A new entry may soon join hurricanes and atmospheric rivers on the list of large-scale problems roiling the housing and insurance industries in the United States: congressional gridlock.

A government shutdown, which could happen as soon as Sunday, could prevent some would-be home buyers from getting mortgages for properties in flood-prone areas, the National Association of Realtors warned this week in an article on its website. A shutdown could leave homeowners dangerously exposed to the risk of major flooding.

Homeowners in flood-prone areas often rely on the National Flood Insurance Program, which offers solutions in areas that private insurers view as too risky to operate in. But the program could run out of money if Congress cannot fund it within the next 30 days, the real estate group said, throwing as many as 1,300 home sales a day into uncertainty.

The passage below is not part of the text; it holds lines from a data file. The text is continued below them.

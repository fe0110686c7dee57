//! Landmark data model shared by every stage of the pipeline.
//!
//! Landmarks are owned by the upstream detector; the extractor only borrows
//! them for the duration of one frame.

use serde::{Deserialize, Serialize};

// ════════════════════════════════════════════════════════════════════════════
// Landmark
// ════════════════════════════════════════════════════════════════════════════

/// A normalized keypoint.  `x` and `y` are fractions of the frame width and
/// height; `y` increases downward.  `z` is relative depth and is optional in
/// recorded frames.
#[derive(Clone, Copy, Debug, Default, PartialEq, Serialize, Deserialize)]
pub struct Landmark {
    pub x: f32,
    pub y: f32,
    #[serde(default)]
    pub z: f32,
}

impl Landmark {
    pub const fn new(x: f32, y: f32) -> Self {
        Landmark { x, y, z: 0.0 }
    }

    /// Same point shifted by `(dx, dy)`.
    pub fn offset(self, dx: f32, dy: f32) -> Self {
        Landmark { x: self.x + dx, y: self.y + dy, z: self.z }
    }
}

// ════════════════════════════════════════════════════════════════════════════
// Landmark counts and well-known indices
// ════════════════════════════════════════════════════════════════════════════

/// Points in a full body pose.
pub const POSE_POINTS: usize = 33;
/// Points in one hand.
pub const HAND_POINTS: usize = 21;
/// Minimum points in a refined face mesh.
pub const FACE_POINTS: usize = 468;

/// Hand landmark indices.
pub mod hand {
    pub const WRIST:      usize = 0;
    pub const INDEX_PIP:  usize = 6;
    pub const INDEX_TIP:  usize = 8;
    pub const MIDDLE_PIP: usize = 10;
    pub const MIDDLE_TIP: usize = 12;
    pub const RING_PIP:   usize = 14;
    pub const RING_TIP:   usize = 16;
    pub const PINKY_PIP:  usize = 18;
    pub const PINKY_TIP:  usize = 20;

    /// `(tip, proximal joint)` pairs for the four non-thumb fingers, in
    /// index → pinky order.
    pub const FINGERS: [(usize, usize); 4] = [
        (INDEX_TIP,  INDEX_PIP),
        (MIDDLE_TIP, MIDDLE_PIP),
        (RING_TIP,   RING_PIP),
        (PINKY_TIP,  PINKY_PIP),
    ];
}

/// Face mesh indices.
pub mod face {
    /// Right eye, upper eyelid.
    pub const RIGHT_UPPER_LID: usize = 159;
    /// Right eye, lower eyelid.
    pub const RIGHT_LOWER_LID: usize = 145;
}

/// The 33-point body landmark enumeration.
#[derive(Clone, Copy, Debug, PartialEq, Eq, Hash)]
#[repr(usize)]
pub enum PoseLandmark {
    Nose           = 0,
    LeftEyeInner   = 1,
    LeftEye        = 2,
    LeftEyeOuter   = 3,
    RightEyeInner  = 4,
    RightEye       = 5,
    RightEyeOuter  = 6,
    LeftEar        = 7,
    RightEar       = 8,
    MouthLeft      = 9,
    MouthRight     = 10,
    LeftShoulder   = 11,
    RightShoulder  = 12,
    LeftElbow      = 13,
    RightElbow     = 14,
    LeftWrist      = 15,
    RightWrist     = 16,
    LeftPinky      = 17,
    RightPinky     = 18,
    LeftIndex      = 19,
    RightIndex     = 20,
    LeftThumb      = 21,
    RightThumb     = 22,
    LeftHip        = 23,
    RightHip       = 24,
    LeftKnee       = 25,
    RightKnee      = 26,
    LeftAnkle      = 27,
    RightAnkle     = 28,
    LeftHeel       = 29,
    RightHeel      = 30,
    LeftFootIndex  = 31,
    RightFootIndex = 32,
}

impl PoseLandmark {
    pub const fn index(self) -> usize { self as usize }
}

// ════════════════════════════════════════════════════════════════════════════
// Handedness
// ════════════════════════════════════════════════════════════════════════════

/// Which hand a detection belongs to, as classified by the detector.
#[derive(Clone, Copy, Debug, PartialEq, Eq, Hash)]
pub enum Handedness {
    Left,
    Right,
}

impl Handedness {
    /// Parse a detector label (`"Left"` / `"Right"`, any case).
    pub fn from_label(label: &str) -> Option<Self> {
        match label.trim().to_ascii_lowercase().as_str() {
            "left"  => Some(Handedness::Left),
            "right" => Some(Handedness::Right),
            _       => None,
        }
    }

    /// Lower-case suffix used in side-indexed feature names.
    pub fn suffix(self) -> &'static str {
        match self {
            Handedness::Left  => "left",
            Handedness::Right => "right",
        }
    }
}

// ════════════════════════════════════════════════════════════════════════════
// Frame
// ════════════════════════════════════════════════════════════════════════════

/// Everything the detector reported for one video frame.
///
/// `hands[i]` is paired with `hand_labels[i]`.  A frame with no landmarks at
/// all is valid and simply yields an empty feature map.
#[derive(Clone, Debug, Default, PartialEq, Serialize, Deserialize)]
pub struct Frame {
    #[serde(default)]
    pub pose: Option<Vec<Landmark>>,
    #[serde(default)]
    pub hands: Vec<Vec<Landmark>>,
    #[serde(default)]
    pub hand_labels: Vec<String>,
    #[serde(default)]
    pub face: Option<Vec<Landmark>>,
}

impl Frame {
    /// True when the detector saw nothing at all.
    pub fn is_empty(&self) -> bool {
        self.pose.is_none() && self.hands.is_empty() && self.face.is_none()
    }

    /// Handedness of hand `i`, if its label is present and recognised.
    pub fn handedness(&self, i: usize) -> Option<Handedness> {
        self.hand_labels.get(i).and_then(|l| Handedness::from_label(l))
    }
}

#[cfg(test)]
mod tests {
    use super::*;

    #[test]
    fn handedness_parses_any_case() {
        assert_eq!(Handedness::from_label("Left"),   Some(Handedness::Left));
        assert_eq!(Handedness::from_label(" RIGHT"), Some(Handedness::Right));
        assert_eq!(Handedness::from_label("both"),   None);
    }

    #[test]
    fn pose_indices_match_body_enumeration() {
        assert_eq!(PoseLandmark::RightEye.index(),      5);
        assert_eq!(PoseLandmark::LeftShoulder.index(),  11);
        assert_eq!(PoseLandmark::RightWrist.index(),    16);
        assert_eq!(PoseLandmark::RightFootIndex.index(), POSE_POINTS - 1);
    }

    #[test]
    fn frame_deserializes_with_missing_fields() {
        let frame: Frame = serde_json::from_str(
            r#"{"hands": [[{"x": 0.1, "y": 0.2}]], "hand_labels": ["Left"]}"#,
        ).unwrap();
        assert!(frame.pose.is_none());
        assert_eq!(frame.hands[0][0], Landmark::new(0.1, 0.2));
        assert_eq!(frame.handedness(0), Some(Handedness::Left));
        assert_eq!(frame.handedness(1), None);
    }

    #[test]
    fn default_frame_is_empty() {
        assert!(Frame::default().is_empty());
    }
}
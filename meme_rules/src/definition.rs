//! Meme definitions as loaded from configuration.

use std::fmt;
use std::path::PathBuf;

use crate::trigger::TriggerRule;

// ════════════════════════════════════════════════════════════════════════════
// Anchor
// ════════════════════════════════════════════════════════════════════════════

/// Where on the frame an overlay is placed.
#[derive(Clone, Copy, Debug, Default, PartialEq, Eq, Hash)]
pub enum Anchor {
    #[default]
    Center,
    TopLeft,
    TopRight,
    BottomLeft,
    BottomRight,
    TopCenter,
    BottomCenter,
}

impl Anchor {
    pub const ALL: [Anchor; 7] = [
        Anchor::Center,
        Anchor::TopLeft,
        Anchor::TopRight,
        Anchor::BottomLeft,
        Anchor::BottomRight,
        Anchor::TopCenter,
        Anchor::BottomCenter,
    ];

    pub fn parse(s: &str) -> Option<Self> {
        Anchor::ALL.into_iter().find(|a| a.name() == s)
    }

    pub fn name(self) -> &'static str {
        match self {
            Anchor::Center       => "center",
            Anchor::TopLeft      => "top-left",
            Anchor::TopRight     => "top-right",
            Anchor::BottomLeft   => "bottom-left",
            Anchor::BottomRight  => "bottom-right",
            Anchor::TopCenter    => "top-center",
            Anchor::BottomCenter => "bottom-center",
        }
    }
}

impl fmt::Display for Anchor {
    fn fmt(&self, f: &mut fmt::Formatter<'_>) -> fmt::Result {
        f.write_str(self.name())
    }
}

// ════════════════════════════════════════════════════════════════════════════
// RenderHints
// ════════════════════════════════════════════════════════════════════════════

pub const DEFAULT_SCALE:   f32 = 0.5;
pub const DEFAULT_OPACITY: f32 = 0.9;

#[derive(Clone, Copy, Debug, PartialEq)]
pub struct RenderHints {
    pub anchor:  Anchor,
    /// Overlay width as a fraction of frame width, in `(0, 1]`.
    pub scale:   f32,
    /// `0.0` transparent … `1.0` opaque.
    pub opacity: f32,
}

impl Default for RenderHints {
    fn default() -> Self {
        RenderHints {
            anchor:  Anchor::Center,
            scale:   DEFAULT_SCALE,
            opacity: DEFAULT_OPACITY,
        }
    }
}

// ════════════════════════════════════════════════════════════════════════════
// AssetRef
// ════════════════════════════════════════════════════════════════════════════

/// An image or sound file named in configuration, resolved against its asset
/// directory.  Whether the file exists is the renderer's or player's concern.
#[derive(Clone, Debug, PartialEq, Eq)]
pub struct AssetRef {
    pub file: String,
    pub path: PathBuf,
}

// ════════════════════════════════════════════════════════════════════════════
// MemeDefinition
// ════════════════════════════════════════════════════════════════════════════

/// One immutable meme entry.  Shared as `Arc<MemeDefinition>` between the
/// matcher snapshot and the lifecycle slot.
#[derive(Clone, Debug, PartialEq)]
pub struct MemeDefinition {
    pub name:       String,
    pub trigger:    TriggerRule,
    pub image:      Option<AssetRef>,
    pub sound:      Option<AssetRef>,
    /// Loop the sound while active instead of playing it once.
    pub loop_sound: bool,
    pub hints:      RenderHints,
}

impl MemeDefinition {
    /// A definition with no assets and default render hints.
    pub fn new(name: impl Into<String>, trigger: TriggerRule) -> Self {
        MemeDefinition {
            name: name.into(),
            trigger,
            image:      None,
            sound:      None,
            loop_sound: false,
            hints:      RenderHints::default(),
        }
    }
}
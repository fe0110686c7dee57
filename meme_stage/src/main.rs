//! meme_stage: interactive entry point.

use std::path::PathBuf;
use std::time::Duration;

use anyhow::Context;
use clap::Parser;
use meme_rules::AssetDirs;
use meme_stage::audio::SoundBackend;
use meme_stage::{run, AppConfig};
use tracing::info;
use tracing_subscriber::EnvFilter;

#[derive(Parser, Debug)]
#[command(name = "meme_stage")]
#[command(about = "Show a meme when you strike a pose", long_about = None)]
struct Cli {
    /// Meme definition document
    #[arg(short, long, default_value = "config/memes.json")]
    config: PathBuf,

    /// Asset root holding `memes/` and `sounds/`
    #[arg(short, long, default_value = "assets")]
    assets: PathBuf,

    /// Replay recorded frames (JSON lines) instead of the keyboard simulator
    #[arg(short, long)]
    replay: Option<PathBuf>,

    /// Run without a window; requires --replay
    #[arg(long, requires = "replay")]
    headless: bool,

    /// Disable sound output
    #[arg(long)]
    no_sound: bool,

    /// Hide landmark dots
    #[arg(long)]
    no_landmarks: bool,

    /// Milliseconds between replayed frames
    #[arg(long)]
    frame_ms: Option<u64>,

    /// Debug-level logging (RUST_LOG takes precedence)
    #[arg(short, long)]
    verbose: bool,
}

impl Cli {
    fn app_config(&self) -> AppConfig {
        AppConfig {
            config_path:    self.config.clone(),
            assets:         AssetDirs::under(&self.assets),
            replay:         self.replay.clone(),
            headless:       self.headless,
            sound:          if self.no_sound { SoundBackend::Silent } else { SoundBackend::preferred() },
            show_landmarks: !self.no_landmarks,
            frame_interval: self.frame_ms.map(Duration::from_millis),
            ..AppConfig::default()
        }
    }
}

fn main() -> anyhow::Result<()> {
    let cli = Cli::parse();

    let default_level = if cli.verbose { "debug" } else { "info" };
    tracing_subscriber::fmt()
        .with_env_filter(
            EnvFilter::try_from_default_env().unwrap_or_else(|_| EnvFilter::new(default_level)),
        )
        .init();

    let cfg = cli.app_config();
    info!(
        config   = %cfg.config_path.display(),
        replay   = ?cfg.replay,
        headless = cfg.headless,
        "starting meme stage",
    );

    run(cfg).context("meme stage failed")
}

#[cfg(test)]
mod tests {
    use super::*;

    #[test]
    fn defaults_match_app_config() {
        let cli = Cli::parse_from(["meme_stage"]);
        let cfg = cli.app_config();
        let want = AppConfig::default();
        assert_eq!(cfg.config_path, want.config_path);
        assert_eq!(cfg.assets, want.assets);
        assert_eq!(cfg.sound, SoundBackend::preferred());
        assert!(cfg.show_landmarks);
    }

    #[test]
    fn flags_map_onto_config() {
        let cli = Cli::parse_from([
            "meme_stage", "--replay", "run.jsonl", "--headless", "--no-sound",
            "--no-landmarks", "--frame-ms", "20", "--assets", "media",
        ]);
        let cfg = cli.app_config();
        assert!(cfg.headless);
        assert_eq!(cfg.replay, Some(PathBuf::from("run.jsonl")));
        assert_eq!(cfg.sound, SoundBackend::Silent);
        assert!(!cfg.show_landmarks);
        assert_eq!(cfg.frame_interval, Some(Duration::from_millis(20)));
        assert_eq!(cfg.assets.images, PathBuf::from("media/memes"));
    }

    #[test]
    fn headless_requires_replay() {
        assert!(Cli::try_parse_from(["meme_stage", "--headless"]).is_err());
    }
}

The biggest disruptions in home sales could occur in costal areas, like Louisiana and Mississippi, as well as along the Atlantic and Pacific coastlines, Jaret Seiberg, an analyst for Cowen Washington Research Group, said in a report on Tuesday. Inland areas near rivers where flooding is common could also be affected, he added.

“It matters to mortgage originators and others tied to home sales,” Mr. Seiberg wrote. “We expect the flood insurance program will lapse after Sept. 30 as we do not see a clear path forward for legislation extending the program to become law in the coming week.”

Flood insurance is a crucial piece of the complex puzzle that many home buyers need to secure before sealing a real estate deal. Without it, they cannot easily get a home loan. Regulators require lenders offering mortgages for homes in “special flood hazard areas” to ensure that flood insurance policies are in place for them. Fannie Mae and Freddie Mac, the government-controlled entities that back the bulk of U.S. mortgages, require it for homes in those areas, too.

But as climate change makes weather events more extreme and less predictable, and as growing cities leave less room for water to safely drain away, flood insurance is harder to get. As a backstop, Congress created the National Flood Insurance Program, which is run by the Federal Emergency Management Agency. Without the program, some homeowners could struggle to keep their houses insured. And any claims made by policyholders would be paid only until FEMA’s funds ran out.

Government officials are aware of the problem and are trying to soften its effects. Federal regulators, along with Fannie and Freddie, will suspend their flood insurance requirements if the government shuts down, the National Association of Realtors said on its website. That means banks and other mortgage lenders would have to decide whether to force home buyers to have it, according to the real estate trade group. For a short time, buyers and sellers could also help each other by transferring existing policies from seller to buyer to prevent a sale from falling through.

“The longer the shutdown, the more harm done,” Shannon McGahn, a lobbyist for the group, said in the article.